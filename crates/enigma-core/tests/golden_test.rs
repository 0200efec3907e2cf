//! Golden ciphertext fixtures.
//!
//! Each fixture pins a concrete configuration and message to a literal
//! ciphertext so arithmetic regressions in rotor mapping or stepping show up
//! as snapshot diffs.

#![allow(clippy::expect_used)]

use enigma_core::{
    FourthRotorConfig, FourthRotorId, Machine, MachineConfig, ReflectorId, RotorChoice, RotorId,
};
use insta::assert_snapshot;

/// Helper: parse three letters into settings.
fn settings(s: &str) -> enigma_core::RotorSettings {
    s.parse().expect("valid settings")
}

/// Helper: rotors I II III (left to right), reflector B, rings and
/// positions AAA.
fn wehrmacht_config() -> MachineConfig {
    MachineConfig {
        rotors: RotorChoice { left: RotorId::I, middle: RotorId::II, right: RotorId::III },
        reflector: ReflectorId::B,
        rings: settings("AAA"),
        positions: settings("AAA"),
        ..MachineConfig::default()
    }
}

fn encipher(config: &MachineConfig, text: &str) -> (String, String) {
    let mut machine = Machine::new(config);
    let cipher = machine.encipher(text).expect("valid message");
    (cipher, machine.positions().to_string())
}

#[test]
fn test_historical_check_group() {
    let (cipher, positions) = encipher(&wehrmacht_config(), "AAAAA");
    assert_snapshot!(cipher, @"BDZGO");
    assert_snapshot!(positions, @"AAF");
}

#[test]
fn test_ring_settings_shift_output() {
    let config = MachineConfig { rings: settings("BBB"), ..wehrmacht_config() };
    let (cipher, _) = encipher(&config, "AAAAA");
    assert_snapshot!(cipher, @"EWTYX");
}

#[test]
fn test_default_configuration() {
    let (cipher, positions) = encipher(&MachineConfig::default(), "HELLO WORLD");
    assert_snapshot!(cipher, @"BQRFG JFCEP");
    assert_snapshot!(positions, @"AAJ");
}

#[test]
fn test_default_configuration_long_run() {
    // Sixty keystrokes carry the right rotor (I, notch Q) into the middle
    // rotor twice.
    let (cipher, positions) = encipher(&MachineConfig::default(), &"A".repeat(60));
    assert_snapshot!(cipher, @"OSQCXFKBQCSRHJMMXTBUFZDMFCPIINRDZWCSVUTRVRBZUSWGFCNCINIOULNT");
    assert_snapshot!(positions, @"ACH");
}

#[test]
fn test_full_plugboard_and_rings() {
    let config = MachineConfig {
        rotors: RotorChoice { left: RotorId::IV, middle: RotorId::V, right: RotorId::VI },
        reflector: ReflectorId::B,
        rings: settings("CHM"),
        positions: settings("QEV"),
        plugboard: "AZ BY CX DW EV FU GT HS IR JQ".to_string(),
        ..MachineConfig::default()
    };
    let (cipher, positions) = encipher(&config, "THE QUICK BROWN FOX");
    assert_snapshot!(cipher, @"VUB DSQTI UZEXA CEG");
    assert_snapshot!(positions, @"QFL");
}

#[test]
fn test_four_rotor_machine() {
    let config = MachineConfig {
        rotors: RotorChoice { left: RotorId::VI, middle: RotorId::VII, right: RotorId::VIII },
        fourth: Some(FourthRotorConfig::new(FourthRotorId::Gamma)),
        reflector: ReflectorId::C,
        rings: settings("ZZZ"),
        positions: settings("MZY"),
        plugboard: "AB CD EF".to_string(),
    };
    let (cipher, positions) = encipher(&config, "ATTACK AT DAWN");
    assert_snapshot!(cipher, @"MLHCDZ XG UYXJ");
    assert_snapshot!(positions, @"NBK");
}

#[test]
fn test_thin_reflector_with_fourth_rotor_at_a_matches_thick_reflector() {
    let cases = [
        (FourthRotorId::Beta, ReflectorId::BThin, ReflectorId::B),
        (FourthRotorId::Gamma, ReflectorId::CThin, ReflectorId::C),
    ];

    for (fourth, thin, thick) in cases {
        let four_rotor = MachineConfig {
            fourth: Some(FourthRotorConfig::new(fourth)),
            reflector: thin,
            ..wehrmacht_config()
        };
        let three_rotor = MachineConfig { reflector: thick, ..wehrmacht_config() };

        let message = "THE FOURTH ROTOR AT A WITH A THIN REFLECTOR IS TRANSPARENT";
        assert_eq!(
            encipher(&four_rotor, message).0,
            encipher(&three_rotor, message).0,
            "{fourth} + {thin} should equal {thick}"
        );
    }

    let config = MachineConfig {
        fourth: Some(FourthRotorConfig::new(FourthRotorId::Beta)),
        reflector: ReflectorId::BThin,
        ..wehrmacht_config()
    };
    assert_snapshot!(encipher(&config, "AAAAA").0, @"BDZGO");
}

#[test]
fn test_double_step_fixture() {
    // Right rotor III leaves V on the first keystroke and carries into the
    // middle rotor, which leaves its notch E and carries into the left
    // rotor. The middle rotor moves twice in that keystroke.
    let config = MachineConfig { positions: settings("AEV"), ..wehrmacht_config() };
    let (cipher, positions) = encipher(&config, "A");
    assert_snapshot!(cipher, @"R");
    assert_snapshot!(positions, @"BGW");

    let (cipher, positions) = encipher(&config, "AAAAAA");
    assert_snapshot!(cipher, @"RNCOCJ");
    assert_snapshot!(positions, @"BGB");
}
//! Operations for model-based testing.
//!
//! Operations represent every action an operator can take on a machine. They
//! are generated randomly by proptest (or decoded by the fuzzer) and applied to
//! both the model and the real implementation.
//!
//! Catalog entries and letters are carried as raw `u8` values and reduced
//! modulo the catalog or alphabet size when applied, so every generated value
//! is meaningful.

use arbitrary::Arbitrary;

/// Operations that can be applied to a machine.
#[derive(Debug, Clone, Arbitrary)]
pub enum Operation {
    /// Press a letter key.
    Press {
        /// Letter index, reduced modulo 26.
        letter: u8,
    },

    /// Send a space through the machine.
    Space,

    /// Set the three stepping rotor positions.
    SetPositions {
        /// Left, middle and right letter indices.
        letters: [u8; 3],
    },

    /// Set the three stepping rotor ring settings.
    SetRings {
        /// Left, middle and right letter indices.
        letters: [u8; 3],
    },

    /// Replace the rotor in one slot.
    SetRotor {
        /// Slot: 0 = left, 1 = middle, 2 = right (reduced modulo 3).
        slot: u8,
        /// Catalog index into rotors I..VIII.
        rotor: u8,
    },

    /// Replace the reflector.
    SetReflector {
        /// Catalog index into A, B, C, B-thin, C-thin.
        reflector: u8,
    },

    /// Install or remove the fourth rotor.
    SetFourth {
        /// Catalog index into Beta, Gamma; `None` removes the rotor.
        rotor: Option<u8>,
    },

    /// Set the fourth rotor's position.
    ///
    /// Fails when no fourth rotor is installed.
    SetFourthPosition {
        /// Letter index.
        letter: u8,
    },

    /// Set the fourth rotor's ring setting.
    ///
    /// Fails when no fourth rotor is installed.
    SetFourthRing {
        /// Letter index.
        letter: u8,
    },

    /// Add plugboard pairs permissively; an empty spec clears the board.
    SetPlugboard {
        /// Pair specification.
        spec: SmallPlugboard,
    },
}

/// Compact plugboard specification for testing.
///
/// Pairs are reduced modulo 26, so self-plugs, reused letters and more than
/// ten pairs all occur naturally and exercise the permissive parser.
#[derive(Debug, Clone, Arbitrary)]
pub struct SmallPlugboard {
    /// Letter index pairs.
    pub pairs: Vec<(u8, u8)>,
    /// Bit 0 lowercases the output, bit 1 appends a malformed token.
    pub noise: u8,
}

impl SmallPlugboard {
    /// Expand to a specification string such as `"AB CD"`.
    pub fn to_spec(&self) -> String {
        let mut tokens: Vec<String> = self
            .pairs
            .iter()
            .map(|&(a, b)| [letter(a), letter(b)].iter().collect())
            .collect();

        if self.noise & 0b10 != 0 {
            tokens.push("Q7".to_string());
        }

        let spec = tokens.join(" ");
        if self.noise & 0b01 != 0 { spec.to_ascii_lowercase() } else { spec }
    }
}

/// Uppercase letter for an index, reduced modulo 26.
pub fn letter(index: u8) -> char {
    char::from(b'A' + index % 26)
}

/// Result of applying an operation.
///
/// Used to compare model and real machine behavior.
#[derive(Debug, Clone, PartialEq, Eq)]
pub enum OperationResult {
    /// Operation succeeded without output.
    Ok,

    /// A key was pressed and this character came out.
    Output(char),

    /// Operation failed with expected error.
    Error(OperationError),
}

/// Expected errors that can occur during operations.
#[derive(Debug, Clone, PartialEq, Eq)]
pub enum OperationError {
    /// Fourth rotor setting changed while no fourth rotor is installed.
    NoFourthRotor,

    /// Any other configuration error from the real machine. The model never
    /// produces this.
    Rejected(String),
}

impl OperationResult {
    /// Check if operation succeeded.
    pub fn is_ok(&self) -> bool {
        !self.is_err()
    }

    /// Check if operation failed.
    pub fn is_err(&self) -> bool {
        matches!(self, Self::Error(_))
    }
}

══════════

Reproduce verbatim only the lines from the one holding "character came out." through the end of the records.

→ Solution:
    /// A key was pressed and this character came out.
    Output(char),

    /// Operation failed with expected error.
    Error(OperationError),
}

/// Expected errors that can occur during operations.
#[derive(Debug, Clone, PartialEq, Eq)]
pub enum OperationError {
    /// Fourth rotor setting changed while no fourth rotor is installed.
    NoFourthRotor,

    /// Any other configuration error from the real machine. The model never
    /// produces this.
    Rejected(String),
}

impl OperationResult {
    /// Check if operation succeeded.
    pub fn is_ok(&self) -> bool {
        !self.is_err()
    }

    /// Check if operation failed.
    pub fn is_err(&self) -> bool {
        matches!(self, Self::Error(_))
    }
}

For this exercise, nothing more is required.